• _Problem to solve_: Determine the number of lines of the records below that include "this". Respond with the number and no other text.

• _Provided records_:
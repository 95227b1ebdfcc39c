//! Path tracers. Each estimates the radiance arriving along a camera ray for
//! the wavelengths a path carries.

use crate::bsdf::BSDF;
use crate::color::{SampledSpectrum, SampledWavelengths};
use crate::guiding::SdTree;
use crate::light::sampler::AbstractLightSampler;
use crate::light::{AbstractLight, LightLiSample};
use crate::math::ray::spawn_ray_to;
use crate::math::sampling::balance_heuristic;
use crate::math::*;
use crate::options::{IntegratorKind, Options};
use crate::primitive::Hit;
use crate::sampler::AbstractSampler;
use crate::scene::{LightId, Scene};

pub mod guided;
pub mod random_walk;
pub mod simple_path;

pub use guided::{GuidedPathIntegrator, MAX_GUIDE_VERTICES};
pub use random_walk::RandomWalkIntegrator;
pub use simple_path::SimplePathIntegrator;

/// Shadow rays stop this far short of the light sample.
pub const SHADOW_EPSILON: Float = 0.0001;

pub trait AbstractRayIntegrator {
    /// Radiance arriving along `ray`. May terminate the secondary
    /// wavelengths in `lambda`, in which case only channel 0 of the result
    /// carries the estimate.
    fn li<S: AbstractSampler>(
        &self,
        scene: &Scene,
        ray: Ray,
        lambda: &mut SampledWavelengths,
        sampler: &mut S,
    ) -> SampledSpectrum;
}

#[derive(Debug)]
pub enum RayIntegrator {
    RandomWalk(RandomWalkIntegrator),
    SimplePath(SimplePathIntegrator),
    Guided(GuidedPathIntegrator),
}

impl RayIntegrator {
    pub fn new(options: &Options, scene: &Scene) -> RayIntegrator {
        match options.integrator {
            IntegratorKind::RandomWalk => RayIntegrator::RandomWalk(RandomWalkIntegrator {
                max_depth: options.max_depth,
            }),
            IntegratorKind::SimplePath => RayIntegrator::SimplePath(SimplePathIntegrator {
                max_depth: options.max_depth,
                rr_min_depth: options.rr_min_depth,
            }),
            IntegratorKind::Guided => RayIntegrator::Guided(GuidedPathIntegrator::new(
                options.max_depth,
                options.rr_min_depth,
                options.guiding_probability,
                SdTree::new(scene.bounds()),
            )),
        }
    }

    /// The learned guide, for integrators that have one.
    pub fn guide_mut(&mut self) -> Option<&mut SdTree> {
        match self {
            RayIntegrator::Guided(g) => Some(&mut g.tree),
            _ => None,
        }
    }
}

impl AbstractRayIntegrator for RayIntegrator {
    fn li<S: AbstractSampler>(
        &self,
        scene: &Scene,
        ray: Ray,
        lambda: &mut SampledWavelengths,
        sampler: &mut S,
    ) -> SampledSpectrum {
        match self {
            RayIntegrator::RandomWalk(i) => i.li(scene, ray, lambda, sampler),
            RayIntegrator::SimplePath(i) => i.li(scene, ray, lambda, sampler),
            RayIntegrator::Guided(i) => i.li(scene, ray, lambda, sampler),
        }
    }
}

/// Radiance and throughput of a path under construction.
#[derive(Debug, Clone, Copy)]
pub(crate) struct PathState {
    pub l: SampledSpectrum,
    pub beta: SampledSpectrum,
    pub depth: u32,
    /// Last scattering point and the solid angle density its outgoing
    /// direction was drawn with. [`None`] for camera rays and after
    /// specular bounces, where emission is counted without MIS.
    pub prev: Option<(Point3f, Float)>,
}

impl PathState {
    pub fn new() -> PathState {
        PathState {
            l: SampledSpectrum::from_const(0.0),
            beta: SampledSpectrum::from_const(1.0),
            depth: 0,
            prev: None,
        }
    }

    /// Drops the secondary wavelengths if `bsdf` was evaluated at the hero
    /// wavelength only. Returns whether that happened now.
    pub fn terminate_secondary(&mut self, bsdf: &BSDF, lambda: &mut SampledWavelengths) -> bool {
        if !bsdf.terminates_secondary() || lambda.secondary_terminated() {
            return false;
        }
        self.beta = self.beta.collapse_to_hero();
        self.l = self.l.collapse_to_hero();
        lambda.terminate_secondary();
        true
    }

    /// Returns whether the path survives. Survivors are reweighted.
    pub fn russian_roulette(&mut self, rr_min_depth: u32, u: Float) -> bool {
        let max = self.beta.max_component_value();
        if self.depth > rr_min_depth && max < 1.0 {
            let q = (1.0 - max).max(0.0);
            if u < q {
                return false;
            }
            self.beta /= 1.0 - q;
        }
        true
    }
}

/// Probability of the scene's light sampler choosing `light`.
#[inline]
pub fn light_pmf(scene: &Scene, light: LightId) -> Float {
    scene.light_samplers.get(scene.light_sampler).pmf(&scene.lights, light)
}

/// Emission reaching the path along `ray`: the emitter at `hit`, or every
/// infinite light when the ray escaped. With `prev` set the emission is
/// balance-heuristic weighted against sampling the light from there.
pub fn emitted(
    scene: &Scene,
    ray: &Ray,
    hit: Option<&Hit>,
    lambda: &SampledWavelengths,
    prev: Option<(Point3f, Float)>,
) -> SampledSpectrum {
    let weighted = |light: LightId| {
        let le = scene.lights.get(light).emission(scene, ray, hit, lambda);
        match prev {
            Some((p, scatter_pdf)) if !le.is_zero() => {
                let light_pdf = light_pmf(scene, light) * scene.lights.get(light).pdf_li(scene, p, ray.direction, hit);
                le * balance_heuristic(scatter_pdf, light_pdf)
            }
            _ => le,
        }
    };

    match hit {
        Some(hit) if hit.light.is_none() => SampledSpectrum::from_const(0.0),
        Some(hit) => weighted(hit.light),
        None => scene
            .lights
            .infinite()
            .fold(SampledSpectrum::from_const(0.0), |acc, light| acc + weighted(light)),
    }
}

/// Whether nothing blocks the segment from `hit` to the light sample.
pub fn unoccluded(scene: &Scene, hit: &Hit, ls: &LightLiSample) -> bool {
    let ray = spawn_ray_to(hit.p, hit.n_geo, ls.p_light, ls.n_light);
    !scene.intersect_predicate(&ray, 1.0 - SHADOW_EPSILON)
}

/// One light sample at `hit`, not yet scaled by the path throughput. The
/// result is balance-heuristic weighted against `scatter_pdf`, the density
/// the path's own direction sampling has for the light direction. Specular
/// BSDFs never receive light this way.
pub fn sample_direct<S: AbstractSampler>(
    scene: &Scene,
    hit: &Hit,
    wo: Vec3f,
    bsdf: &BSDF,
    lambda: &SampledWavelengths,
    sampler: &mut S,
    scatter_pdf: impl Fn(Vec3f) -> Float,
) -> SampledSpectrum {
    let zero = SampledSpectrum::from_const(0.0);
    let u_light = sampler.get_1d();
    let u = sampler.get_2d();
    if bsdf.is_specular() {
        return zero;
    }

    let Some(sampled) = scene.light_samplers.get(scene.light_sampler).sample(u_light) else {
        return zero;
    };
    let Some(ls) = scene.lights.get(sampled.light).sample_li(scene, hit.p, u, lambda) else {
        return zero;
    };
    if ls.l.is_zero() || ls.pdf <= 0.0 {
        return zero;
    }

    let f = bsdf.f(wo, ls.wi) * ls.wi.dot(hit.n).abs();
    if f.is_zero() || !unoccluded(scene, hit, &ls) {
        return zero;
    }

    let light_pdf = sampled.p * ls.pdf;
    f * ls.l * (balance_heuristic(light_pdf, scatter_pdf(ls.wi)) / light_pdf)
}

• _Written reply_: 2